Who knows how these things happen, but I am so grateful that they do: yesterday, the cover of Rolling Stone’s September issue leaked online. The magazine posted the full, official cover on Instagram a few hours later so I don’t feel bad in sharing it with you now: it’s Harry Styles, baby, and he’s shirtless.
My boyfriend is no stranger to stripping down to flaunt his robust build and gratuitous tattoos, but this feels different. It is a celebration of his many nipples, his third highest slightly in frame in the southeast quadrant of the image, to the right of his butterfly chest piece. Styles fans have always known his perfect flaw of having just a couple too many human udders, but here, three of four are out to play. Doesn’t that feel like justice? Validation? Like society is finally making some semblance of progress?

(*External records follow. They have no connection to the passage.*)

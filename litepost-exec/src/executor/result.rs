use std::fmt;
use std::time::Duration;

use litepost_core::{AuthError, Response, SubstitutionError};
use litepost_store::StoreError;
use serde::Serialize;

use crate::executor::concurrency::Closed;
use crate::executor::http::HttpError;
use crate::scripting::{ScriptError, TestResult};

/// Pipeline stage, used to say where an execution failed.
#[derive(Debug, Clone, Copy, PartialEq, Eq, Serialize)]
#[serde(rename_all = "snake_case")]
pub enum Stage {
    Admission,
    Load,
    Environment,
    Substitution,
    PreScript,
    Auth,
    BuildRequest,
    Network,
    PostScript,
    Tests,
    Persistence,
}

impl Stage {
    pub fn as_str(&self) -> &'static str {
        match self {
            Stage::Admission => "admission",
            Stage::Load => "load",
            Stage::Environment => "environment",
            Stage::Substitution => "substitution",
            Stage::PreScript => "pre_script",
            Stage::Auth => "auth",
            Stage::BuildRequest => "build_request",
            Stage::Network => "network",
            Stage::PostScript => "post_script",
            Stage::Tests => "tests",
            Stage::Persistence => "persistence",
        }
    }
}

impl fmt::Display for Stage {
    fn fmt(&self, f: &mut fmt::Formatter<'_>) -> fmt::Result {
        f.write_str(self.as_str())
    }
}

/// Fatal outcome: the pipeline stopped and produced no response.
#[derive(Debug, thiserror::Error)]
pub enum ExecutionError {
    #[error("environment not found: {0}")]
    EnvironmentNotFound(String),
    #[error("variable substitution failed: {0}")]
    SubstitutionFailed(#[source] SubstitutionError),
    #[error("{0}")]
    Script(#[source] ScriptError),
    #[error("invalid {kind} auth config: {key} is required")]
    AuthConfigInvalid { kind: &'static str, key: &'static str },
    #[error("unsupported authentication type: {0}")]
    UnsupportedAuthKind(String),
    /// The working copy cannot be sent as-is (bad URL, method or header).
    #[error("invalid request: {0}")]
    InvalidRequest(String),
    #[error("network error after {attempts} attempt(s): {source}")]
    Network {
        attempts: usize,
        #[source]
        source: HttpError,
    },
    #[error("request not found: {0}")]
    RequestNotFound(String),
    #[error("store error: {0}")]
    Store(#[from] StoreError),
    #[error("executor is closed")]
    Closed,
}

impl ExecutionError {
    pub fn stage(&self) -> Stage {
        match self {
            ExecutionError::EnvironmentNotFound(_) => Stage::Environment,
            ExecutionError::SubstitutionFailed(_) => Stage::Substitution,
            ExecutionError::Script(_) => Stage::PreScript,
            ExecutionError::AuthConfigInvalid { .. } | ExecutionError::UnsupportedAuthKind(_) => {
                Stage::Auth
            }
            ExecutionError::InvalidRequest(_) => Stage::BuildRequest,
            ExecutionError::Network { .. } => Stage::Network,
            ExecutionError::RequestNotFound(_) | ExecutionError::Store(_) => Stage::Load,
            ExecutionError::Closed => Stage::Admission,
        }
    }
}

impl From<AuthError> for ExecutionError {
    fn from(e: AuthError) -> Self {
        match e {
            AuthError::Missing { kind, key } => ExecutionError::AuthConfigInvalid { kind, key },
            AuthError::Unsupported(kind) => ExecutionError::UnsupportedAuthKind(kind),
        }
    }
}

impl From<Closed> for ExecutionError {
    fn from(_: Closed) -> Self {
        ExecutionError::Closed
    }
}

/// Non-fatal failure recorded next to a response that was still returned.
#[derive(Debug, Clone, PartialEq, Eq)]
pub enum StageWarning {
    PostScript(ScriptError),
    Persistence(String),
}

impl StageWarning {
    pub fn stage(&self) -> Stage {
        match self {
            StageWarning::PostScript(_) => Stage::PostScript,
            StageWarning::Persistence(_) => Stage::Persistence,
        }
    }
}

impl fmt::Display for StageWarning {
    fn fmt(&self, f: &mut fmt::Formatter<'_>) -> fmt::Result {
        match self {
            StageWarning::PostScript(e) => write!(f, "{e}"),
            StageWarning::Persistence(e) => write!(f, "response not saved: {e}"),
        }
    }
}

#[derive(Debug, Clone, PartialEq, Eq, Serialize)]
pub struct TestOutcome {
    pub name: String,
    #[serde(flatten)]
    pub result: TestResult,
}

/// Successful pipeline run. The response is always present; everything that
/// went wrong after the network call is in `warnings`.
#[derive(Debug, Clone)]
pub struct Execution {
    pub response: Response,
    pub tests: Vec<TestOutcome>,
    pub warnings: Vec<StageWarning>,
    pub attempts: usize,
    /// Network stage wall time across all attempts and backoff.
    /// `response.duration` covers only the attempt that produced it.
    pub network_elapsed: Duration,
}

impl Execution {
    pub fn tests_passed(&self) -> bool {
        self.tests.iter().all(|t| t.result.passed)
    }

    pub fn failed_tests(&self) -> impl Iterator<Item = &TestOutcome> {
        self.tests.iter().filter(|t| !t.result.passed)
    }
}
use litepost_store::{run_migrations, SqliteStore};
use serde::Serialize;

use crate::exit_codes;
use crate::output::{print_error, print_result, OutputFormat};
use crate::{OutputArgs, StoreArgs};

use super::config::get_database_url;

#[derive(Serialize)]
struct MigrateResult {
    success: bool,
    message: String,
}

pub async fn migrate_cmd(store: StoreArgs, output: OutputArgs) -> i32 {
    let Some(database_url) = get_database_url(&store) else {
        print_error(
            output.format,
            output.quiet,
            "missing database url (use --store or set LITEPOST_DATABASE_URL / DATABASE_URL)",
        );
        return exit_codes::RUNTIME_ERROR;
    };

    let sqlite = match SqliteStore::connect(&database_url, store.max_connections).await {
        Ok(s) => s,
        Err(e) => {
            print_error(
                output.format,
                output.quiet,
                &format!("failed to open {database_url}: {e}"),
            );
            return exit_codes::RUNTIME_ERROR;
        }
    };

    match run_migrations(sqlite.pool()).await {
        Ok(()) => {
            let result = MigrateResult {
                success: true,
                message: "migrations applied".to_string(),
            };
            if output.format == OutputFormat::Text && !output.quiet {
                println!("ok: migrations applied");
            } else {
                print_result(output.format, output.quiet, &result);
            }
            exit_codes::SUCCESS
        }
        Err(e) => {
            print_error(output.format, output.quiet, &format!("migration failed: {e}"));
            exit_codes::RUNTIME_ERROR
        }
    }
}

The promise of “sex, psychedelics, and the secrets of stardom” in the cover story take a backseat to his third nipple, but when the article goes live online I assume they hop on over to the driver’s side. My hope is that I get to learn about a spiritual shroom trip Styles took to Joshua Tree with one of his many model girlfriends, but I’ll settle for anything even slightly devious and revelatory. The guy has gotten too into 1970s-brand rock star mystique, and I want more, not less, from him.
In conclusion: nipples good.
Correction: An earlier version of this post stated that Harry Styles’s third nipple was located in the southwest quadrant of the frame. It is in the southeast quadrant of the frame, and the southwest quadrant of Styles’s body. Jezebel regrets the error.